5. The same is testified to by highest reason. If you try apple after apple from every part of the tree, and all alike sour, you cannot but conclude the tree itself is bad. If you drink from a stream and find it brackish, day after day you conclude that the fountain itself is bitter. Now, when you observe man after man sinning day after day, in all ages, under every form of government and society, you must conclude that the troubles lie in the very nature of man.
II. This corruption is universal as to the whole race, and total as to each man. Like leprosy, it may not be visible in the whole face or body, but being in the blood it is only a question of time as to when it will claim every part. Do not deceive yourselves. However you may manage to hold your inward corruption in check, it will sooner or later work out your total corruption, if not in this world, in the world to come. Death will remove all restraining motives and you will in eternity be left to the unrestrained operations of your sinful nature.

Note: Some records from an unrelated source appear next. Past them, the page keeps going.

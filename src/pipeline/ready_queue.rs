// SYNOID Hologram Ready Queue
// Copyright (c) 2026 Xing_The_Creator | SYNOID
//
// Bounded single-producer/single-consumer ring of decoded frames.
//
// `tail` is written only by the producer and `head` only by the consumer.
// Each side publishes its index with Release after touching a slot and
// reads the other side's index with Acquire before touching a slot, so a
// slot is never read before its write is visible nor overwritten before
// its read has finished. One slot is always left empty to tell full from
// empty.
//
// `Producer::clear` cannot move `head`, so it bumps an epoch instead.
// Entries are tagged with the epoch they were pushed under and the
// consumer discards anything older than the current epoch.

use std::cell::UnsafeCell;
use std::mem::MaybeUninit;
use std::sync::atomic::{AtomicU64, AtomicUsize, Ordering};
use std::sync::Arc;

struct Entry<T> {
    epoch: u64,
    value: T,
}

struct Ring<T> {
    slots: Box<[UnsafeCell<MaybeUninit<Entry<T>>>]>,
    head: AtomicUsize,
    tail: AtomicUsize,
    epoch: AtomicU64,
}

// Slots are handed between exactly one producer and one consumer through
// the acquire/release protocol above.
unsafe impl<T: Send> Send for Ring<T> {}
unsafe impl<T: Send> Sync for Ring<T> {}

impl<T> Ring<T> {
    fn next(&self, i: usize) -> usize {
        let n = i + 1;
        if n == self.slots.len() {
            0
        } else {
            n
        }
    }

    fn len(&self) -> usize {
        let head = self.head.load(Ordering::Acquire);
        let tail = self.tail.load(Ordering::Acquire);
        (tail + self.slots.len() - head) % self.slots.len()
    }
}

impl<T> Drop for Ring<T> {
    fn drop(&mut self) {
        let mut head = *self.head.get_mut();
        let tail = *self.tail.get_mut();
        while head != tail {
            // SAFETY: slots in [head, tail) hold initialised entries and we
            // have exclusive access.
            unsafe { self.slots[head].get_mut().assume_init_drop() };
            head = self.next(head);
        }
    }
}

/// Create a queue holding at most `capacity` entries.
pub fn ready_queue<T: Send>(capacity: usize) -> (Producer<T>, Consumer<T>) {
    let slots = (0..capacity.max(1) + 1)
        .map(|_| UnsafeCell::new(MaybeUninit::uninit()))
        .collect::<Vec<_>>()
        .into_boxed_slice();
    let ring = Arc::new(Ring {
        slots,
        head: AtomicUsize::new(0),
        tail: AtomicUsize::new(0),
        epoch: AtomicU64::new(0),
    });
    (
        Producer {
            ring: ring.clone(),
            epoch: 0,
        },
        Consumer { ring },
    )
}

/// Create a queue from a ring size; one slot stays empty, so
/// `slots - 1` entries fit.
pub fn ready_queue_with_slots<T: Send>(slots: usize) -> (Producer<T>, Consumer<T>) {
    ready_queue(slots.saturating_sub(1))
}

pub struct Producer<T> {
    ring: Arc<Ring<T>>,
    epoch: u64,
}

impl<T> Producer<T> {
    /// Push without blocking. Hands the value back when full.
    pub fn push(&mut self, value: T) -> Result<(), T> {
        let tail = self.ring.tail.load(Ordering::Relaxed);
        let next = self.ring.next(tail);
        if next == self.ring.head.load(Ordering::Acquire) {
            return Err(value);
        }
        // SAFETY: `tail` is owned by us and the consumer has released it
        // (head != next), so nobody else touches this slot.
        unsafe {
            (*self.ring.slots[tail].get()).write(Entry {
                epoch: self.epoch,
                value,
            });
        }
        self.ring.tail.store(next, Ordering::Release);
        Ok(())
    }

    pub fn is_full(&self) -> bool {
        let tail = self.ring.tail.load(Ordering::Relaxed);
        self.ring.next(tail) == self.ring.head.load(Ordering::Acquire)
    }

    /// Invalidate everything pushed so far. Entries are released lazily by
    /// the consumer.
    pub fn clear(&mut self) {
        self.epoch += 1;
        self.ring.epoch.store(self.epoch, Ordering::Release);
    }

    pub fn len(&self) -> usize {
        self.ring.len()
    }

    /// True when nothing is queued, stale entries included.
    pub fn is_empty(&self) -> bool {
        self.len() == 0
    }

    pub fn capacity(&self) -> usize {
        self.ring.slots.len() - 1
    }
}

pub struct Consumer<T> {
    ring: Arc<Ring<T>>,
}

impl<T> Consumer<T> {
    /// Pop the oldest live entry without blocking.
    pub fn pop(&mut self) -> Option<T> {
        self.pop_counting().0
    }

    /// Like [`pop`](Self::pop), also reporting how many cleared entries
    /// were discarded on the way.
    pub fn pop_counting(&mut self) -> (Option<T>, usize) {
        let mut discarded = 0;
        loop {
            let head = self.ring.head.load(Ordering::Relaxed);
            if head == self.ring.tail.load(Ordering::Acquire) {
                return (None, discarded);
            }
            // SAFETY: head != tail, and the Acquire above synchronises with
            // the producer's Release of the slot write.
            let entry = unsafe { (*self.ring.slots[head].get()).assume_init_read() };
            self.ring.head.store(self.ring.next(head), Ordering::Release);

            if entry.epoch < self.ring.epoch.load(Ordering::Acquire) {
                discarded += 1;
                continue;
            }
            return (Some(entry.value), discarded);
        }
    }

    /// Drop everything currently queued. Returns how many entries went.
    pub fn drain(&mut self) -> usize {
        let mut n = 0;
        loop {
            let (value, discarded) = self.pop_counting();
            n += discarded;
            match value {
                Some(_) => n += 1,
                None => return n,
            }
        }
    }

    pub fn len(&self) -> usize {
        self.ring.len()
    }

    pub fn is_empty(&self) -> bool {
        self.ring.head.load(Ordering::Relaxed) == self.ring.tail.load(Ordering::Acquire)
    }

    pub fn capacity(&self) -> usize {
        self.ring.slots.len() - 1
    }
}

#[cfg(test)]
mod tests {
    use super::*;
    use std::sync::atomic::AtomicBool;
    use std::thread;

    #[test]
    fn test_capacity_ten() {
        let (mut tx, mut rx) = ready_queue::<u32>(10);
        for i in 0..10 {
            assert!(tx.push(i).is_ok());
        }
        assert!(tx.is_full());
        assert_eq!(tx.push(10), Err(10));
        assert_eq!(rx.pop(), Some(0));
        assert!(tx.push(10).is_ok());
        assert_eq!(rx.len(), 10);
    }

    #[test]
    fn test_slots_leave_one_empty() {
        let (tx, _rx) = ready_queue_with_slots::<u8>(31);
        assert_eq!(tx.capacity(), 30);
    }

    #[test]
    fn test_fifo_and_empty() {
        let (mut tx, mut rx) = ready_queue::<&str>(3);
        assert!(rx.pop().is_none());
        tx.push("a").unwrap();
        tx.push("b").unwrap();
        assert_eq!(rx.pop(), Some("a"));
        tx.push("c").unwrap();
        tx.push("d").unwrap();
        assert_eq!(rx.pop(), Some("b"));
        assert_eq!(rx.pop(), Some("c"));
        assert_eq!(rx.pop(), Some("d"));
        assert!(rx.is_empty());
    }

    #[test]
    fn test_clear_discards_older_entries() {
        let (mut tx, mut rx) = ready_queue::<u32>(4);
        tx.push(1).unwrap();
        tx.push(2).unwrap();
        tx.clear();
        tx.push(3).unwrap();
        assert_eq!(rx.pop_counting(), (Some(3), 2));
        assert!(rx.pop().is_none());
    }

    #[test]
    fn test_drain() {
        let (mut tx, mut rx) = ready_queue::<u32>(4);
        tx.push(1).unwrap();
        tx.push(2).unwrap();
        assert_eq!(rx.drain(), 2);
        assert!(rx.is_empty());
    }

    #[test]
    fn test_drop_releases_queued_values() {
        let marker = Arc::new(());
        {
            let (mut tx, mut rx) = ready_queue::<Arc<()>>(4);
            tx.push(marker.clone()).unwrap();
            tx.push(marker.clone()).unwrap();
            tx.push(marker.clone()).unwrap();
            drop(rx.pop());
            assert_eq!(Arc::strong_count(&marker), 3);
        }
        assert_eq!(Arc::strong_count(&marker), 1);
    }

    #[test]
    fn test_concurrent_fifo_exactly_once() {
        const N: u64 = 200_000;
        let (mut tx, mut rx) = ready_queue::<u64>(7);
        let done = Arc::new(AtomicBool::new(false));

        let producer = thread::spawn(move || {
            let mut i = 0;
            while i < N {
                match tx.push(i) {
                    Ok(()) => i += 1,
                    Err(v) => {
                        assert_eq!(v, i);
                        assert!(tx.len() <= tx.capacity());
                        thread::yield_now();
                    }
                }
            }
        });

        let done_rx = done.clone();
        let consumer = thread::spawn(move || {
            let mut expected = 0;
            while expected < N {
                match rx.pop() {
                    Some(v) => {
                        assert_eq!(v, expected);
                        expected += 1;
                    }
                    None => thread::yield_now(),
                }
            }
            assert!(rx.pop().is_none());
            done_rx.store(true, Ordering::Release);
        });

        producer.join().unwrap();
        consumer.join().unwrap();
        assert!(done.load(Ordering::Acquire));
    }

    #[test]
    fn test_concurrent_clear_never_resurrects_older_epoch() {
        const N: u64 = 100_000;
        const CLEAR_EVERY: u64 = 997;
        // Values are (epoch at push time, sequence number).
        let (mut tx, mut rx) = ready_queue::<(u64, u64)>(7);

        let producer = thread::spawn(move || {
            let mut epoch = 0;
            let mut i = 0;
            while i < N {
                if i > 0 && i % CLEAR_EVERY == 0 {
                    tx.clear();
                    epoch += 1;
                }
                while tx.push((epoch, i)).is_err() {
                    thread::yield_now();
                }
                i += 1;
            }
        });

        let consumer = thread::spawn(move || {
            let mut seen_epoch = 0;
            let mut last_seq = None;
            let mut received = 0u64;
            let mut discarded = 0u64;
            loop {
                let (value, dropped) = rx.pop_counting();
                discarded += dropped as u64;
                let Some((epoch, seq)) = value else {
                    thread::yield_now();
                    continue;
                };
                received += 1;
                assert!(epoch >= seen_epoch, "epoch {} after {}", epoch, seen_epoch);
                assert!(last_seq.map_or(true, |l| seq > l));
                seen_epoch = epoch;
                last_seq = Some(seq);
                if seq == N - 1 {
                    break;
                }
            }
            (received, discarded)
        });

        producer.join().unwrap();
        let (received, discarded) = consumer.join().unwrap();
        assert_eq!(received + discarded, N);
    }
}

III. We are responsible for our sinful nature. I do not believe that God’s Word teaches that we were guilty of original sin in Adam. But the Word of God is clear that you are guilty and responsible for original sin by your own act. We have inherited sin; God does not condemn us for having inherited it, but for choosing to stand by the sin we have inherited, and refusing to give it up and turn from it when He calls upon us to forsake it and accept His abundant mercy in forgiveness, together with a new nature in Christ Jesus. (G. F. Pentecost, D. D.)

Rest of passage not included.